I suoi libri, come disse Alberto Arbasino, sono storie che devono molto al teatro classico o shakespeariano per gli intrighi, i drammi segreti, l’imprevisto che irrompe e sconvolge l’ordine costituito proprio come nelle migliori tragedie (la Burnett studiò lettere classiche e fece una tesi sulla tragedia greca), ma contengono anche la leggerezza e la leggiadria delle commedie più divertenti. Quei romanzi raccontano di un mondo che non c’è più e

sono spesso composti da dialoghi obliqui che li fanno essere sovversivi e più attuali che mai


“La mia felicità dipende dalle donne”, fa dire alla sua protagonista, la direttrice Josephine, una donna schietta e modesta, con le mani “sorprendentemente ingioiellate, vestita e pettinata in modo da esibire i suoi anni, anziché nasconderli”. Splendido, l’inizio del libro, quando le maestre stanno tornando a scuola e due di loro mostrano i diversi caratteri attraverso le reazioni a un affollato viaggio in treno.

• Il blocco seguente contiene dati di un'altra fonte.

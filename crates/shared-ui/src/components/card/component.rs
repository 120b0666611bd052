use dioxus::prelude::*;

/// Bordered surface for grouping content.
#[component]
pub fn Card(
    #[props(extends = GlobalAttributes)] attributes: Vec<Attribute>,
    children: Element,
) -> Element {
    let base = vec![Attribute::new("class", "card", None, false)];
    let merged = dioxus_primitives::merge_attributes(vec![base, attributes]);

    rsx! {
        document::Link { rel: "stylesheet", href: asset!("./style.css") }
        div {
            ..merged,
            {children}
        }
    }
}

#[component]
pub fn CardHeader(
    #[props(extends = GlobalAttributes)] attributes: Vec<Attribute>,
    children: Element,
) -> Element {
    let base = vec![Attribute::new("class", "card-header", None, false)];
    let merged = dioxus_primitives::merge_attributes(vec![base, attributes]);

    rsx! {
        div {
            ..merged,
            {children}
        }
    }
}

#[component]
pub fn CardTitle(
    #[props(extends = GlobalAttributes)] attributes: Vec<Attribute>,
    children: Element,
) -> Element {
    let base = vec![Attribute::new("class", "card-title", None, false)];
    let merged = dioxus_primitives::merge_attributes(vec![base, attributes]);

    rsx! {
        h3 {
            ..merged,
            {children}
        }
    }
}

#[component]
pub fn CardDescription(
    #[props(extends = GlobalAttributes)] attributes: Vec<Attribute>,
    children: Element,
) -> Element {
    let base = vec![Attribute::new("class", "card-description", None, false)];
    let merged = dioxus_primitives::merge_attributes(vec![base, attributes]);

    rsx! {
        p {
            ..merged,
            {children}
        }
    }
}

#[component]
pub fn CardContent(
    #[props(extends = GlobalAttributes)] attributes: Vec<Attribute>,
    children: Element,
) -> Element {
    let base = vec![Attribute::new("class", "card-content", None, false)];
    let merged = dioxus_primitives::merge_attributes(vec![base, attributes]);

    rsx! {
        div {
            ..merged,
            {children}
        }
    }
}

/// Headline number card for dashboards.
///
/// Shows a skeleton in place of the value while `loading`.
#[component]
pub fn StatCard(
    label: String,
    value: String,
    #[props(default)] hint: String,
    #[props(default = false)] loading: bool,
    icon: Option<Element>,
) -> Element {
    rsx! {
        document::Link { rel: "stylesheet", href: asset!("./style.css") }
        div { class: "card stat-card",
            div { class: "stat-card-top",
                span { class: "stat-card-label", "{label}" }
                if let Some(icon) = icon {
                    span { class: "stat-card-icon", {icon} }
                }
            }
            if loading {
                crate::components::skeleton::Skeleton { class: "stat-card-skeleton" }
            } else {
                span { class: "stat-card-value", "{value}" }
            }
            if !hint.is_empty() {
                span { class: "stat-card-hint", "{hint}" }
            }
        }
    }
}
use dioxus::prelude::*;
use dioxus_primitives::dropdown_menu as prim;

#[component]
pub fn DropdownMenu(mut props: prim::DropdownMenuProps) -> Element {
    props
        .attributes
        .push(Attribute::new("class", "admin-dropdown-menu", None, false));

    rsx! {
        document::Link { rel: "stylesheet", href: asset!("./style.css") }
        prim::DropdownMenu { ..props }
    }
}

#[component]
pub fn DropdownMenuTrigger(mut props: prim::DropdownMenuTriggerProps) -> Element {
    props.attributes.push(Attribute::new(
        "class",
        "admin-dropdown-menu-trigger",
        None,
        false,
    ));

    rsx! {
        prim::DropdownMenuTrigger { ..props }
    }
}

#[component]
pub fn DropdownMenuContent(mut props: prim::DropdownMenuContentProps) -> Element {
    props.attributes.push(Attribute::new(
        "class",
        "admin-dropdown-menu-content",
        None,
        false,
    ));

    rsx! {
        prim::DropdownMenuContent { ..props }
    }
}

#[component]
pub fn DropdownMenuItem<T: Clone + PartialEq + 'static>(
    mut props: prim::DropdownMenuItemProps<T>,
) -> Element {
    props.attributes.push(Attribute::new(
        "class",
        "admin-dropdown-menu-item",
        None,
        false,
    ));

    rsx! {
        prim::DropdownMenuItem { ..props }
    }
}

/// Non-interactive header row, e.g. the signed-in user's name and role.
#[component]
pub fn DropdownMenuLabel(children: Element) -> Element {
    rsx! {
        div { class: "admin-dropdown-menu-label", {children} }
    }
}

#[component]
pub fn DropdownMenuSeparator() -> Element {
    rsx! {
        div { class: "admin-dropdown-menu-separator", role: "separator" }
    }
}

Quando Josephine dice a una di loro: “Suppongo che non abbiamo alcun motivo per opporci alla presenza dei nostri simili”, riceve l’aspra risposta: “Io ne avrei eccome di motivi per oppormi alla presenza di queste creature”. La più liberale di loro, Miss Luke, è tollerante nei confronti della gente sul treno, ma non per ragioni che sarebbero ben viste oggi: “Io rendo il doveroso omaggio che le persone altamente civilizzate – sì, è così che scelgo di definirmi – devono a coloro che vivono alla base della civiltà”. Per non parlare, poi, di quando fa dire a Felix, un bel ragazzo che sostiene di risultare aggraziato perfino quando è sciatto: “Il lavoro è troppo umiliante; non sono un cultore del moderno, mi atteggio a reduce dei tempi andati”.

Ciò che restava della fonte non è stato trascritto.